The Shed goes behind the scenes with Cameron Elkins on his latest episode of Stories of Bike: Two Cities. The first episode of an epic three-parter based around Melbourne’s Kustom Kommune and Sydney’s Rising Sun, Australia’s only community motorbike workshops.

STORIES OF BIKE: TWO CITIES via The Shed

The first time I’d heard of a “communal motorcycle workshop” was via Rising Sun’s crowd funding campaign. It was also the first time I’d heard of Rising Sun.

My first thoughts were, “that’s a very new age and pretty cool thing to do!”. My second thoughts were, “how are they going to make this work?!”.

It wasn’t until after they’d completed the campaign that Heleana and Adrian, founders of the Rising Sun workshop, had approached me about shooting a Stories of Bike episode on them. We met in a café in Newtown, not far from where their pop-up workshop would actually be. I loved their story and their tenacity to get the workshop going. But with my other shoot commitments it was going to be a while before I could get around to them. I also suggested that it would be best to start shooting the episode once they had their own space, so we could show an “end result” of their journey.

So we parked the making of their episode for a while.

I can’t recall if, during our initial chat, Heleana or Adrian had mentioned Kustom Kommune. I’m thinking they must have, as it was all part of their story. Unfortunately, I lost my notes from that conversation, but I’m sure Kustom Kommune was talked about there. Anyhow, the two guys from Melbourne and their newly furnished workshop started popping up in local media. They had found a fantastic location and were very close to opening.

But it wasn’t until Harley Davidson had approached me with an idea of following a custom bike build between Rising Sun and Kustom Kommune that I really got the chance to be involved with both workshops.

To solve the problem that Rising Sun were having in finding a space of their own, Harley Davidson directed them to a short-term lease to set-up a pop-up store. Within a few weeks they were up and running with the workshop and serving some of the yummiest ramen I’ve tasted. And shooting got underway.

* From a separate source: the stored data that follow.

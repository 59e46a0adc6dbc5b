use thiserror::Error;

pub type Result<T> = std::result::Result<T, FriendlyErrorsError>;

#[derive(Debug, Error)]
pub enum FriendlyErrorsError {
    #[error("Invalid error blacklist pattern `{pattern}`: {source}")]
    InvalidBlacklistPattern {
        pattern: String,
        #[source]
        source: regex::Error,
    },

    #[error("Extra context key `{key}` collides with a reserved error context key")]
    ReservedContextKey { key: String },

    #[error("Must pass in a view name or a forward url")]
    MissingTarget,

    #[error("View `{view}` is configured but no view renderer was provided")]
    MissingRenderer { view: String },

    #[error("Invalid forward url `{url}`: {message}")]
    InvalidForwardUrl { url: String, message: String },

    #[error("Invalid value for {key}: {message}")]
    InvalidValue { key: String, message: String },

    #[error("Failed to render view `{view}`: {message}")]
    Render { view: String, message: String },

    #[error("Forward to `{url}` failed: {message}")]
    Forward { url: String, message: String },
}

impl FriendlyErrorsError {
    pub fn invalid_value(key: impl Into<String>, message: impl ToString) -> Self {
        Self::InvalidValue {
            key: key.into(),
            message: message.to_string(),
        }
    }

    /// True for errors raised while validating configuration at registration.
    pub fn is_configuration(&self) -> bool {
        !matches!(self, Self::Render { .. } | Self::Forward { .. })
    }
}

impl axum::response::IntoResponse for FriendlyErrorsError {
    fn into_response(self) -> axum::response::Response {
        tracing::error!(error = %self, "friendly error handling failed");
        (
            axum::http::StatusCode::INTERNAL_SERVER_ERROR,
            "Internal Server Error",
        )
            .into_response()
    }
}
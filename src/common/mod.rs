pub mod request;
pub mod response;

pub use request::{ForwardedError, RequestContext};
pub use response::{Boom, ErrorPayload, ErrorResponse};
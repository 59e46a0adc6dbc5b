//! Configuration for the friendly error layer.
//!
//! [`FriendlyErrorsConfig`] is the raw, user-facing shape (deserializable, or
//! assembled fluently, or read from the environment through
//! [`ConfigService`]). Calling [`FriendlyErrorsConfig::validate`] produces the
//! frozen [`InterceptorConfig`] that the layer closes over for the lifetime
//! of the server.

use crate::error::{FriendlyErrorsError, Result};
use dashmap::DashMap;
use regex::Regex;
use serde::Deserialize;
use serde_json::{Map, Value};
use std::env;
use std::fmt::Display;
use std::str::FromStr;
use std::sync::Arc;
use strum_macros::{Display as StrumDisplay, EnumString};

/// Keys every rendered error context carries.
pub const RESERVED_CONTEXT_KEYS: [&str; 3] = ["statusCode", "error", "message"];

/// Largest request body buffered for server error logs.
pub const DEFAULT_PAYLOAD_LIMIT: usize = 64 * 1024;

const ENV_VIEW: &str = "FRIENDLY_ERRORS_VIEW";
const ENV_URL: &str = "FRIENDLY_ERRORS_URL";
const ENV_CONTEXT: &str = "FRIENDLY_ERRORS_CONTEXT";
const ENV_LOG_ERRORS: &str = "FRIENDLY_ERRORS_LOG_ERRORS";
const ENV_BLACKLIST: &str = "FRIENDLY_ERRORS_BLACKLIST";
const ENV_RESERVED_KEYS: &str = "FRIENDLY_ERRORS_RESERVED_KEYS";
const ENV_REQUIRE_TARGET: &str = "FRIENDLY_ERRORS_REQUIRE_TARGET";
const ENV_PLAIN_ERRORS: &str = "FRIENDLY_ERRORS_PLAIN_ERRORS";
const ENV_PAYLOAD_LIMIT: &str = "FRIENDLY_ERRORS_PAYLOAD_LIMIT";

/// Configuration service
#[derive(Clone, Default)]
pub struct ConfigService {
    config: Arc<DashMap<String, String>>,
}

impl ConfigService {
    /// Snapshot of the process environment.
    pub fn new() -> Self {
        let service = Self::default();
        for (key, value) in env::vars() {
            service.set(&key, &value);
        }
        service
    }

    pub fn get(&self, key: &str) -> Option<String> {
        self.config.get(key).map(|v| v.clone())
    }

    pub fn set(&self, key: &str, value: &str) {
        self.config.insert(key.to_string(), value.to_string());
    }

    /// Parse a value, treating blank values as unset.
    pub fn get_parsed<T>(&self, key: &str) -> Result<Option<T>>
    where
        T: FromStr,
        T::Err: Display,
    {
        match self.get(key) {
            Some(raw) if !raw.trim().is_empty() => raw
                .trim()
                .parse::<T>()
                .map(Some)
                .map_err(|e| FriendlyErrorsError::invalid_value(key, e)),
            _ => Ok(None),
        }
    }
}

/// What to do when extra context uses one of [`RESERVED_CONTEXT_KEYS`].
#[derive(
    Debug, Clone, Copy, Default, PartialEq, Eq, Deserialize, StrumDisplay, EnumString,
)]
#[serde(rename_all = "lowercase")]
#[strum(serialize_all = "lowercase", ascii_case_insensitive)]
pub enum ReservedKeyPolicy {
    /// Refuse the configuration at registration.
    #[default]
    Reject,
    /// Extra context replaces the built-in value.
    Override,
    /// Built-in value wins, the extra key is dropped.
    Preserve,
}

#[derive(Debug, Clone, Deserialize)]
#[serde(rename_all = "camelCase", default)]
pub struct FriendlyErrorsConfig {
    #[serde(alias = "view")]
    pub view_name: Option<String>,
    #[serde(alias = "url")]
    pub forward_url: Option<String>,
    #[serde(alias = "context")]
    pub extra_context: Map<String, Value>,
    #[serde(alias = "logErrors")]
    pub log_server_errors: bool,
    #[serde(alias = "errorBlacklist")]
    pub blacklist_pattern: Option<String>,
    pub reserved_keys: ReservedKeyPolicy,
    /// Fail registration when neither a view nor a forward url is set.
    pub require_target: bool,
    /// Treat non-Boom responses with an error status as errors.
    pub intercept_plain_errors: bool,
    pub payload_limit: usize,
}

impl Default for FriendlyErrorsConfig {
    fn default() -> Self {
        Self {
            view_name: None,
            forward_url: None,
            extra_context: Map::new(),
            log_server_errors: false,
            blacklist_pattern: None,
            reserved_keys: ReservedKeyPolicy::default(),
            require_target: false,
            intercept_plain_errors: true,
            payload_limit: DEFAULT_PAYLOAD_LIMIT,
        }
    }
}

impl FriendlyErrorsConfig {
    pub fn new() -> Self {
        Self::default()
    }

    pub fn view(mut self, view_name: impl Into<String>) -> Self {
        self.view_name = Some(view_name.into());
        self
    }

    pub fn forward_url(mut self, url: impl Into<String>) -> Self {
        self.forward_url = Some(url.into());
        self
    }

    pub fn context(mut self, key: impl Into<String>, value: impl Into<Value>) -> Self {
        self.extra_context.insert(key.into(), value.into());
        self
    }

    pub fn log_server_errors(mut self, enabled: bool) -> Self {
        self.log_server_errors = enabled;
        self
    }

    pub fn blacklist(mut self, pattern: impl Into<String>) -> Self {
        self.blacklist_pattern = Some(pattern.into());
        self
    }

    pub fn reserved_keys(mut self, policy: ReservedKeyPolicy) -> Self {
        self.reserved_keys = policy;
        self
    }

    pub fn require_target(mut self, required: bool) -> Self {
        self.require_target = required;
        self
    }

    pub fn intercept_plain_errors(mut self, enabled: bool) -> Self {
        self.intercept_plain_errors = enabled;
        self
    }

    pub fn payload_limit(mut self, limit: usize) -> Self {
        self.payload_limit = limit;
        self
    }

    /// Read `FRIENDLY_ERRORS_*` keys from the process environment.
    pub fn from_env() -> Result<Self> {
        Self::from_config_service(&ConfigService::new())
    }

    /// Read `FRIENDLY_ERRORS_*` keys, leaving defaults for unset ones.
    ///
    /// `FRIENDLY_ERRORS_CONTEXT` must hold a JSON object.
    pub fn from_config_service(service: &ConfigService) -> Result<Self> {
        let mut config = Self::default();

        config.view_name = service.get_parsed(ENV_VIEW)?;
        config.forward_url = service.get_parsed(ENV_URL)?;
        config.blacklist_pattern = service.get_parsed(ENV_BLACKLIST)?;

        if let Some(raw) = service.get_parsed::<String>(ENV_CONTEXT)? {
            config.extra_context = serde_json::from_str(&raw)
                .map_err(|e| FriendlyErrorsError::invalid_value(ENV_CONTEXT, e))?;
        }
        if let Some(enabled) = service.get_parsed(ENV_LOG_ERRORS)? {
            config.log_server_errors = enabled;
        }
        if let Some(policy) = service.get_parsed(ENV_RESERVED_KEYS)? {
            config.reserved_keys = policy;
        }
        if let Some(required) = service.get_parsed(ENV_REQUIRE_TARGET)? {
            config.require_target = required;
        }
        if let Some(enabled) = service.get_parsed(ENV_PLAIN_ERRORS)? {
            config.intercept_plain_errors = enabled;
        }
        if let Some(limit) = service.get_parsed(ENV_PAYLOAD_LIMIT)? {
            config.payload_limit = limit;
        }

        Ok(config)
    }

    /// Check the configuration once and freeze it.
    pub fn validate(self) -> Result<InterceptorConfig> {
        if self.require_target && self.view_name.is_none() && self.forward_url.is_none() {
            return Err(FriendlyErrorsError::MissingTarget);
        }

        if self.reserved_keys == ReservedKeyPolicy::Reject {
            if let Some(key) = RESERVED_CONTEXT_KEYS
                .iter()
                .find(|key| self.extra_context.contains_key(**key))
            {
                return Err(FriendlyErrorsError::ReservedContextKey {
                    key: (*key).to_string(),
                });
            }
        }

        let blacklist = self
            .blacklist_pattern
            .map(|pattern| {
                Regex::new(&pattern)
                    .map_err(|source| FriendlyErrorsError::InvalidBlacklistPattern { pattern, source })
            })
            .transpose()?;

        let forward_url = self.forward_url.map(ForwardUrl::parse).transpose()?;

        Ok(InterceptorConfig {
            view_name: self.view_name,
            forward_url,
            extra_context: self.extra_context,
            log_server_errors: self.log_server_errors,
            blacklist,
            reserved_keys: self.reserved_keys,
            intercept_plain_errors: self.intercept_plain_errors,
            payload_limit: self.payload_limit,
        })
    }
}
use axum::{
    Json,
    http::StatusCode,
    response::{IntoResponse, Response},
};
use serde::{Deserialize, Serialize};

const INTERNAL_MESSAGE: &str = "An internal server error occurred";

/// JSON body of a failed request.
///
/// Serializes as `{"statusCode": 404, "error": "Not Found", "message": "..."}`.
#[derive(Debug, Clone, PartialEq, Eq, Serialize, Deserialize)]
#[serde(rename_all = "camelCase")]
pub struct ErrorPayload {
    pub status_code: u16,
    pub error: String,
    pub message: String,
}

/// Marks a response as an error outcome.
///
/// Stored in the response extensions so the friendly error layer can tell a
/// failure apart from a handler that merely returned a 4xx/5xx body.
#[derive(Debug, Clone, PartialEq, Eq)]
pub struct ErrorResponse {
    pub status: StatusCode,
    pub payload: ErrorPayload,
    pub debug_stack: Option<String>,
}

impl ErrorResponse {
    pub fn new(status: StatusCode, message: impl Into<String>) -> Self {
        Self {
            status,
            payload: ErrorPayload {
                status_code: status.as_u16(),
                error: reason(status),
                message: message.into(),
            },
            debug_stack: None,
        }
    }

    /// An error derived from the status alone, used for responses that
    /// did not come from [`Boom`].
    pub fn from_status(status: StatusCode) -> Self {
        let label = reason(status);
        Self::new(status, label)
    }

    pub fn status_code(&self) -> u16 {
        self.status.as_u16()
    }

    pub fn error_label(&self) -> &str {
        &self.payload.error
    }

    pub fn message(&self) -> &str {
        &self.payload.message
    }
}

fn reason(status: StatusCode) -> String {
    status
        .canonical_reason()
        .unwrap_or("Unknown")
        .to_string()
}

/// A Boom-style error a handler can return.
///
/// # Example
/// ```
/// use friendly_errors::Boom;
///
/// async fn get_user(id: String) -> Result<String, Boom> {
///     if id == "1" {
///         Ok("Test User".to_string())
///     } else {
///         Err(Boom::not_found("User not found"))
///     }
/// }
/// ```
#[derive(Debug, Clone, PartialEq, Eq)]
pub struct Boom(ErrorResponse);

impl Boom {
    /// Any status; non-error statuses are coerced to 500.
    pub fn new(status: StatusCode, message: impl Into<String>) -> Self {
        if status.is_client_error() || status.is_server_error() {
            Self(ErrorResponse::new(status, message))
        } else {
            Self::internal(format!("invalid error status {status}: {}", message.into()))
        }
    }

    pub fn bad_request(message: impl Into<String>) -> Self {
        Self::new(StatusCode::BAD_REQUEST, message)
    }

    pub fn unauthorized(message: impl Into<String>) -> Self {
        Self::new(StatusCode::UNAUTHORIZED, message)
    }

    pub fn forbidden(message: impl Into<String>) -> Self {
        Self::new(StatusCode::FORBIDDEN, message)
    }

    pub fn not_found(message: impl Into<String>) -> Self {
        Self::new(StatusCode::NOT_FOUND, message)
    }

    pub fn method_not_allowed(message: impl Into<String>) -> Self {
        Self::new(StatusCode::METHOD_NOT_ALLOWED, message)
    }

    pub fn conflict(message: impl Into<String>) -> Self {
        Self::new(StatusCode::CONFLICT, message)
    }

    /// A 500 whose client-facing message is generic. The cause is kept as
    /// the debug stack for server logs.
    pub fn internal(cause: impl std::fmt::Display) -> Self {
        let mut error = ErrorResponse::new(StatusCode::INTERNAL_SERVER_ERROR, INTERNAL_MESSAGE);
        error.debug_stack = Some(cause.to_string());
        Self(error)
    }

    pub fn with_stack(mut self, stack: impl Into<String>) -> Self {
        self.0.debug_stack = Some(stack.into());
        self
    }

    pub fn status(&self) -> StatusCode {
        self.0.status
    }

    pub fn payload(&self) -> &ErrorPayload {
        &self.0.payload
    }

    pub fn into_inner(self) -> ErrorResponse {
        self.0
    }
}

impl std::fmt::Display for Boom {
    fn fmt(&self, f: &mut std::fmt::Formatter<'_>) -> std::fmt::Result {
        write!(f, "{}: {}", self.0.payload.error, self.0.payload.message)
    }
}

impl std::error::Error for Boom {}

impl IntoResponse for Boom {
    fn into_response(self) -> Response {
        let mut response = (self.0.status, Json(&self.0.payload)).into_response();
        response.extensions_mut().insert(self.0);
        response
    }
}

#[cfg(test)]
mod tests {
    use super::*;

    #[test]
    fn test_boom_labels_from_status() {
        let boom = Boom::not_found("not found here");
        assert_eq!(boom.status(), StatusCode::NOT_FOUND);
        assert_eq!(
            boom.payload(),
            &ErrorPayload {
                status_code: 404,
                error: "Not Found".to_string(),
                message: "not found here".to_string(),
            }
        );
        assert_eq!(boom.to_string(), "Not Found: not found here");
    }

    #[test]
    fn test_internal_hides_cause() {
        let error = Boom::internal("connection refused").into_inner();
        assert_eq!(error.status_code(), 500);
        assert_eq!(error.message(), INTERNAL_MESSAGE);
        assert_eq!(error.debug_stack.as_deref(), Some("connection refused"));
    }

    #[test]
    fn test_non_error_status_is_coerced() {
        let boom = Boom::new(StatusCode::OK, "fine");
        assert_eq!(boom.status(), StatusCode::INTERNAL_SERVER_ERROR);
    }

    #[test]
    fn test_into_response_marks_error() {
        let response = Boom::forbidden("Not Authorized").into_response();
        assert_eq!(response.status(), StatusCode::FORBIDDEN);
        let marker = response.extensions().get::<ErrorResponse>().unwrap();
        assert_eq!(marker.error_label(), "Forbidden");
        assert_eq!(marker.message(), "Not Authorized");
    }

    #[test]
    fn test_from_status_uses_canonical_reason() {
        let error = ErrorResponse::from_status(StatusCode::METHOD_NOT_ALLOWED);
        assert_eq!(error.error_label(), "Method Not Allowed");
        assert_eq!(error.message(), "Method Not Allowed");
    }
}
//! Error types for forge-github

use thiserror::Error;

/// Message shown when a token is required but none could be resolved
pub const MISSING_TOKEN_MESSAGE: &str =
    "Please set GITHUB_TOKEN in your environment to access these features.";

/// Errors produced while configuring or using a GitHub client
#[derive(Debug, Error)]
pub enum Error {
    /// A token is required but neither an explicit one nor `GITHUB_TOKEN` was set
    #[error("{}", MISSING_TOKEN_MESSAGE)]
    TokenRequired,

    /// A client option the backend cannot express
    #[error("invalid client option `{key}`: {reason}")]
    InvalidOption {
        /// Option key, e.g. `baseUrl` or `headers.x-foo`
        key: String,
        /// What was wrong with it
        reason: String,
    },

    /// Failure building the GitHub API client
    #[error("GitHub API error: {0}")]
    GitHubApi(String),

    /// The octocrab client was built outside a tokio runtime
    #[error("building a GitHub client requires a running tokio runtime")]
    RuntimeUnavailable,

    /// Token was rejected by the API
    #[error("authentication failed: {0}")]
    Auth(String),

    /// Error returned by octocrab
    #[error(transparent)]
    Octocrab(#[from] octocrab::Error),
}

/// Result alias for forge-github operations
pub type Result<T> = std::result::Result<T, Error>;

Both workshops were under a pretty tight deadline to deliver their custom builds of a Harley Davidson FortyEight Sportster. Both workshops were aiming to deliver their bikes for show at Throttle Roll, Sydney’s best custom bike show. At the time I’d completed interviews in Sydney and Melbourne, the bikes had only just been received and ideas were just starting to ferment.

For me, it was pretty exciting as it was really the first opportunity I’d have to follow not just one, but two custom builds from start to finish. Usually, I’d only hear about a build once it was done and announced to the public. So, here I was at the heart of two workshops, hearing their ideas for the bike and watching them prepare for something pretty special: bringing their members, the reasons for starting their workshops in the first place, together for the first time.

It was going to be quite an epic journey.